As mentioned above, TM may be a relatively uncommon manifestation of several autoimmune diseases, including systemic lupus erythematosus (SLE), Sjogren’s syndrome, and sarcoidosis. SLE is an autoimmune disease of unknown cause that affects multiple organs and tissues in the body. Sjogren’s disease is another autoimmune disease characterized by invasion and infiltration of the tear and salivary glands by white blood cells with resultant decreased production of these fluids leading to dry mouth and dry eyes. Several tests can support this diagnosis: the presence of a SS-A antibody in the blood, ophthalmologic tests that confirm decreased tear production and the demonstration of lymphocytic infiltration in biopsy specimens of the small salivary glands (a minimally invasive procedure). Neurologic manifestations are unusual in Sjogren’s syndrome, but spinal cord inflammation (transverse myelitis) can occur. Sarcoidosis is a multisystem inflammatory disorder of unknown cause and manifested by enlarged lymph nodes, lung inflammation, various skin lesions, liver and other organ involvement. In the nervous system, various nerves, as well as the spinal cord, may be involved. Diagnosis is generally confirmed by biopsy, demonstrating features of inflammation typical of sarcoidosis.

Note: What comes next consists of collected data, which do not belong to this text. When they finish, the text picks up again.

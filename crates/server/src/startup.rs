use std::{env, net::SocketAddr, sync::Arc, time::Duration};

use axum::Router;
use common::utils::logging::init_logging_default;
use dotenvy::dotenv;
use tower_http::cors::CorsLayer;
use tracing::info;

use clients::{FuncionariosClient, ProdutosClient, VendasClient};
use configs::{AppConfig, UpstreamsConfig};
use reports::enrich::{NameCache, DEFAULT_CAPACITY};
use reports::ReportService;

use crate::routes::{self, AppState};

/// Initialize logging via shared common utils
fn init_logging() {
    init_logging_default();
}

fn build_cors() -> CorsLayer {
    CorsLayer::very_permissive()
}

/// Wire the upstream clients, enrichment caches and report service.
pub fn build_state(upstreams: &UpstreamsConfig) -> AppState {
    let fetch_timeout = Duration::from_secs(upstreams.fetch_timeout_secs);
    let enrich_timeout = Duration::from_secs(upstreams.enrich_timeout_secs);

    let vendas = VendasClient::new(upstreams.vendas_url.clone(), fetch_timeout);
    let produtos = ProdutosClient::new(upstreams.produtos_url.clone(), enrich_timeout);
    let funcionarios = FuncionariosClient::new(upstreams.funcionarios_url.clone(), enrich_timeout);

    let titulos = NameCache::new(Arc::new(produtos), DEFAULT_CAPACITY);
    let nomes = NameCache::new(Arc::new(funcionarios), DEFAULT_CAPACITY);

    AppState {
        reports: Arc::new(ReportService::new(vendas, titulos, nomes)),
    }
}

/// Load host/port from configs or env vars, with sensible fallbacks
fn load_bind_addr(cfg: &AppConfig) -> anyhow::Result<SocketAddr> {
    let host = if cfg.server.host.trim().is_empty() {
        env::var("SERVER_HOST").unwrap_or_else(|_| "127.0.0.1".to_string())
    } else {
        cfg.server.host.clone()
    };
    let port = env::var("SERVER_PORT")
        .ok()
        .and_then(|p| p.parse::<u16>().ok())
        .unwrap_or(cfg.server.port);
    Ok(format!("{}:{}", host, port).parse()?)
}

/// Public entry: build the app and run the HTTP server
pub async fn run() -> anyhow::Result<()> {
    dotenv().ok();
    init_logging();

    let cfg = AppConfig::load_and_validate()?;
    let state = build_state(&cfg.upstreams);

    let cors = build_cors();
    let app: Router = routes::build_router(state, cors);

    let addr = load_bind_addr(&cfg)?;
    info!(%addr, vendas = %cfg.upstreams.vendas_url, "starting reports service");
    let listener = tokio::net::TcpListener::bind(addr).await?;
    axum::serve(listener, app).await?;
    Ok(())
}
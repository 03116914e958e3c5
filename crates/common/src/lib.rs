pub mod json;
pub mod types;
pub mod utils;

#[cfg(test)]
mod tests {
    use super::*;

    #[test]
    fn health_type_ok() {
        let h = types::Health { status: "ok" };
        assert_eq!(h.status, "ok");
    }
}
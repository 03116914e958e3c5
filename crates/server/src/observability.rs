use once_cell::sync::Lazy;
use prometheus::{register_int_counter, Encoder, IntCounter, TextEncoder};

// Prometheus metrics (default registry)
pub static REPORT_REQUESTS_TOTAL: Lazy<IntCounter> = Lazy::new(|| {
    register_int_counter!(
        "relatorios_requests_total",
        "Total report requests handled"
    )
    .expect("register requests_total")
});

pub static REPORT_ERRORS_TOTAL: Lazy<IntCounter> = Lazy::new(|| {
    register_int_counter!(
        "relatorios_errors_total",
        "Total report requests answered with an error"
    )
    .expect("register errors_total")
});

pub fn encode_metrics() -> (axum::http::StatusCode, String) {
    let encoder = TextEncoder::new();
    let metric_families = prometheus::gather();
    let mut buffer = Vec::new();
    if let Err(e) = encoder.encode(&metric_families, &mut buffer) {
        return (
            axum::http::StatusCode::INTERNAL_SERVER_ERROR,
            format!("metrics encode error: {e}"),
        );
    }
    (
        axum::http::StatusCode::OK,
        String::from_utf8(buffer).unwrap_or_default(),
    )
}
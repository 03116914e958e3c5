//! HTTP clients for the upstream collaborators (vendas, produtos,
//! funcionarios). Each client owns its base URL and per-call timeout; the
//! error taxonomy distinguishes unreachable upstreams from upstream-reported
//! errors and from malformed payloads.

pub mod error;
pub mod funcionarios;
pub mod produtos;
pub mod vendas;

pub use error::FetchError;
pub use funcionarios::FuncionariosClient;
pub use produtos::ProdutosClient;
pub use vendas::{PaginaVendas, VendasClient};
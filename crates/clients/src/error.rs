use thiserror::Error;

/// Failure modes of an upstream call.
///
/// `Unavailable` and `Upstream` fail the enclosing report; `Malformed` is
/// degraded to an empty record list by the report layer, so aggregation over
/// a shape-shifted payload yields empty output instead of an error.
#[derive(Debug, Error)]
pub enum FetchError {
    #[error("error communicating with {service}: {detail}")]
    Unavailable { service: &'static str, detail: String },
    #[error("{service} returned error: {body}")]
    Upstream { service: &'static str, status: u16, body: String },
    #[error("unexpected response from {service}: {detail}")]
    Malformed { service: &'static str, detail: String },
}

impl FetchError {
    pub(crate) fn from_reqwest(service: &'static str, err: reqwest::Error) -> Self {
        FetchError::Unavailable { service, detail: err.to_string() }
    }
}
use dotenvy::dotenv;
use tracing::{error, info};
use uuid::Uuid;

fn init_logging() {
    // Load .env early so RUST_LOG and upstream URLs take effect
    dotenv().ok();
    common::utils::logging::init_logging_default();
    info!(service = "relatorios", event = "logger_init", "tracing subscriber initialized");
}

fn main() -> std::process::ExitCode {
    init_logging();

    // Service instance context (no sensitive data)
    let service_id = Uuid::new_v4();
    let pid = std::process::id();
    let version = env!("CARGO_PKG_VERSION");

    // Panic hook: log unhandled panics with instance context
    std::panic::set_hook(Box::new({
        let service_id = service_id;
        move |info| {
            error!(
                service = "relatorios",
                event = "panic",
                %service_id,
                pid,
                message = %info,
                "unhandled panic occurred"
            );
        }
    }));

    // Thread count from config.toml, falling back to TOKIO_WORKER_THREADS
    let worker_threads = match configs::AppConfig::load_and_validate() {
        Ok(cfg) => cfg.server.worker_threads,
        Err(_) => std::env::var("TOKIO_WORKER_THREADS").ok().and_then(|v| v.parse::<usize>().ok()),
    };

    let mut builder = tokio::runtime::Builder::new_multi_thread();
    builder.enable_all();
    if let Some(w) = worker_threads { builder.worker_threads(w); }

    let rt = match builder.build() {
        Ok(rt) => rt,
        Err(e) => {
            error!(service = "relatorios", event = "runtime_build_failed", error = %e, "failed to build tokio runtime");
            return std::process::ExitCode::FAILURE;
        }
    };

    info!(
        service = "relatorios",
        event = "start",
        %service_id,
        pid,
        version,
        threads = worker_threads.unwrap_or_default(),
        "reports service starting"
    );

    // Serve in a task and watch Ctrl+C for shutdown
    let exit_code = rt.block_on(async move {
        let server_task = tokio::spawn(async move {
            if let Err(e) = server::run().await {
                error!(service = "relatorios", event = "run_failed", error = %e, "server::run returned error");
                Err(e)
            } else {
                Ok(())
            }
        });

        tokio::select! {
            res = server_task => {
                match res {
                    Ok(Ok(())) => {
                        info!(service = "relatorios", event = "stop", %service_id, pid, "service stopped normally");
                        std::process::ExitCode::SUCCESS
                    }
                    Ok(Err(_)) => std::process::ExitCode::FAILURE,
                    Err(e) => {
                        error!(service = "relatorios", event = "task_join_error", error = %e, "server task join error");
                        std::process::ExitCode::FAILURE
                    }
                }
            }
            _ = tokio::signal::ctrl_c() => {
                info!(service = "relatorios", event = "shutdown_signal", %service_id, pid, "received Ctrl+C, shutting down");
                std::process::ExitCode::SUCCESS
            }
        }
    });

    exit_code
}
//! Reporting core: pure aggregation over loosely-shaped sale records, a
//! bounded enrichment cache for display names, and the orchestration that
//! turns upstream pages into the typed report responses.

pub mod aggregate;
pub mod dto;
pub mod enrich;
pub mod error;
pub mod service;

pub use error::ReportError;
pub use service::ReportService;
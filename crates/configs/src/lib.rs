use anyhow::anyhow;
use anyhow::Result;
use serde::Deserialize;

#[derive(Debug, Clone, Deserialize, Default)]
pub struct AppConfig {
    #[serde(default)]
    pub server: ServerConfig,
    #[serde(default)]
    pub upstreams: UpstreamsConfig,
}

#[derive(Debug, Clone, Deserialize)]
pub struct ServerConfig {
    pub host: String,
    pub port: u16,
    #[serde(default)]
    pub worker_threads: Option<usize>,
}

impl Default for ServerConfig {
    fn default() -> Self {
        Self { host: "127.0.0.1".into(), port: 8084, worker_threads: Some(4) }
    }
}

/// Base URLs and timeouts for the upstream collaborators.
#[derive(Debug, Clone, Deserialize)]
pub struct UpstreamsConfig {
    #[serde(default = "default_vendas_url")]
    pub vendas_url: String,
    #[serde(default = "default_produtos_url")]
    pub produtos_url: String,
    #[serde(default = "default_funcionarios_url")]
    pub funcionarios_url: String,
    /// Timeout for paginated sales fetches, seconds.
    #[serde(default = "default_fetch_timeout")]
    pub fetch_timeout_secs: u64,
    /// Timeout for best-effort enrichment lookups, seconds.
    #[serde(default = "default_enrich_timeout")]
    pub enrich_timeout_secs: u64,
}

impl Default for UpstreamsConfig {
    fn default() -> Self {
        Self {
            vendas_url: default_vendas_url(),
            produtos_url: default_produtos_url(),
            funcionarios_url: default_funcionarios_url(),
            fetch_timeout_secs: default_fetch_timeout(),
            enrich_timeout_secs: default_enrich_timeout(),
        }
    }
}

fn default_vendas_url() -> String { "http://localhost:8000/api/v1".to_string() }
fn default_produtos_url() -> String { "http://localhost:8001/api/v1".to_string() }
fn default_funcionarios_url() -> String { "http://localhost:8002/api/v1".to_string() }
fn default_fetch_timeout() -> u64 { 10 }
fn default_enrich_timeout() -> u64 { 5 }

pub fn load_default() -> Result<AppConfig> {
    let path = std::env::var("CONFIG_PATH").unwrap_or_else(|_| "config.toml".to_string());
    load_from_file(&path)
}

pub fn load_from_file(path: &str) -> Result<AppConfig> {
    let content = std::fs::read_to_string(path)?;
    let cfg: AppConfig = toml::from_str(&content)?;
    Ok(cfg)
}

impl AppConfig {
    pub fn load_and_validate() -> Result<Self> {
        let mut cfg = load_default().unwrap_or_default();
        cfg.normalize_and_validate()?;
        Ok(cfg)
    }

    pub fn normalize_and_validate(&mut self) -> Result<()> {
        self.server.normalize()?;
        self.upstreams.normalize_from_env();
        self.upstreams.validate()?;
        Ok(())
    }
}

impl ServerConfig {
    fn normalize(&mut self) -> Result<()> {
        if self.host.trim().is_empty() {
            self.host = "127.0.0.1".to_string();
        }
        if self.port == 0 {
            return Err(anyhow!("server.port must be in 1..=65535"));
        }
        if let Some(w) = self.worker_threads {
            if w == 0 { self.worker_threads = Some(4); }
        } else {
            self.worker_threads = Some(4);
        }
        Ok(())
    }
}

impl UpstreamsConfig {
    /// Environment variables win over the TOML file so deployments can point
    /// at the collaborators without shipping a config file.
    pub fn normalize_from_env(&mut self) {
        if let Ok(url) = std::env::var("MS_VENDAS_URL") {
            self.vendas_url = url;
        }
        if let Ok(url) = std::env::var("MS_PRODUTOS_URL") {
            self.produtos_url = url;
        }
        if let Ok(url) = std::env::var("MS_FUNCIONARIOS_URL") {
            self.funcionarios_url = url;
        }
        for url in [&mut self.vendas_url, &mut self.produtos_url, &mut self.funcionarios_url] {
            while url.ends_with('/') {
                url.pop();
            }
        }
    }

    pub fn validate(&self) -> Result<()> {
        for (name, url) in [
            ("upstreams.vendas_url", &self.vendas_url),
            ("upstreams.produtos_url", &self.produtos_url),
            ("upstreams.funcionarios_url", &self.funcionarios_url),
        ] {
            if url.trim().is_empty() {
                return Err(anyhow!("{} is empty; set it in config.toml or the environment", name));
            }
            let lower = url.to_lowercase();
            if !(lower.starts_with("http://") || lower.starts_with("https://")) {
                return Err(anyhow!("{} must start with http:// or https://", name));
            }
        }
        if self.fetch_timeout_secs == 0 || self.enrich_timeout_secs == 0 {
            return Err(anyhow!("upstream timeouts must be positive integer seconds"));
        }
        Ok(())
    }
}

#[cfg(test)]
mod tests {
    use super::*;

    #[test]
    fn defaults_are_valid() {
        let mut cfg = AppConfig::default();
        cfg.normalize_and_validate().expect("default config validates");
        assert_eq!(cfg.upstreams.fetch_timeout_secs, 10);
        assert_eq!(cfg.upstreams.enrich_timeout_secs, 5);
    }

    #[test]
    fn trailing_slashes_are_stripped() {
        let mut cfg = UpstreamsConfig {
            vendas_url: "http://vendas:8000/api/v1/".into(),
            ..Default::default()
        };
        cfg.normalize_from_env();
        assert_eq!(cfg.vendas_url, "http://vendas:8000/api/v1");
    }

    #[test]
    fn rejects_non_http_urls() {
        let cfg = UpstreamsConfig {
            produtos_url: "ftp://wrong".into(),
            ..Default::default()
        };
        assert!(cfg.validate().is_err());
    }

    #[test]
    fn parses_toml_sections() {
        let cfg: AppConfig = toml::from_str(
            r#"
            [server]
            host = "0.0.0.0"
            port = 9090

            [upstreams]
            vendas_url = "http://vendas/api/v1"
            "#,
        )
        .unwrap();
        assert_eq!(cfg.server.port, 9090);
        assert_eq!(cfg.upstreams.vendas_url, "http://vendas/api/v1");
        assert_eq!(cfg.upstreams.produtos_url, default_produtos_url());
    }
}
use thiserror::Error;

use clients::FetchError;

/// Report-level error taxonomy, mapped to HTTP by the server crate.
#[derive(Debug, Error)]
pub enum ReportError {
    /// Bad query parameter; surfaced as 422 with the message as-is.
    #[error("{0}")]
    Validation(String),
    /// Upstream unreachable or timed out; surfaced as 503.
    #[error("{0}")]
    Unavailable(String),
    /// Upstream answered with a non-2xx; its status and body are surfaced.
    #[error("{body}")]
    Upstream { status: u16, body: String },
    /// Anything unexpected during orchestration.
    #[error("internal error generating report: {0}")]
    Internal(String),
}

impl From<FetchError> for ReportError {
    fn from(err: FetchError) -> Self {
        match err {
            FetchError::Unavailable { .. } => ReportError::Unavailable(err.to_string()),
            FetchError::Upstream { status, .. } => {
                ReportError::Upstream { status, body: err.to_string() }
            }
            // Callers degrade Malformed before converting; reaching here
            // means a path that chose not to, so keep the diagnostics.
            FetchError::Malformed { .. } => ReportError::Internal(err.to_string()),
        }
    }
}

Myelitis related to cancer (called a paraneoplastic syndrome) is uncommon. There are several reports in the medical literature of a severe myelitis occurring in association with a malignancy. In addition, there are a growing number of reports of cases of myelopathy associated with cancer in which the immune system produces an antibody to fight off the cancer and this cross-reacts with the molecules in the spinal cord neurons. It should be emphasized that this is an unusual cause of myelitis.
Vascular causes are noted because they present with the same problems as transverse myelitis. However, this is really a distinct problem primarily due to inadequate blood flow to the spinal cord instead of actual inflammation. The blood vessels to the spinal cord can close up with blood clots or atherosclerosis or burst and bleed. This is essentially a “stroke” of the spinal cord.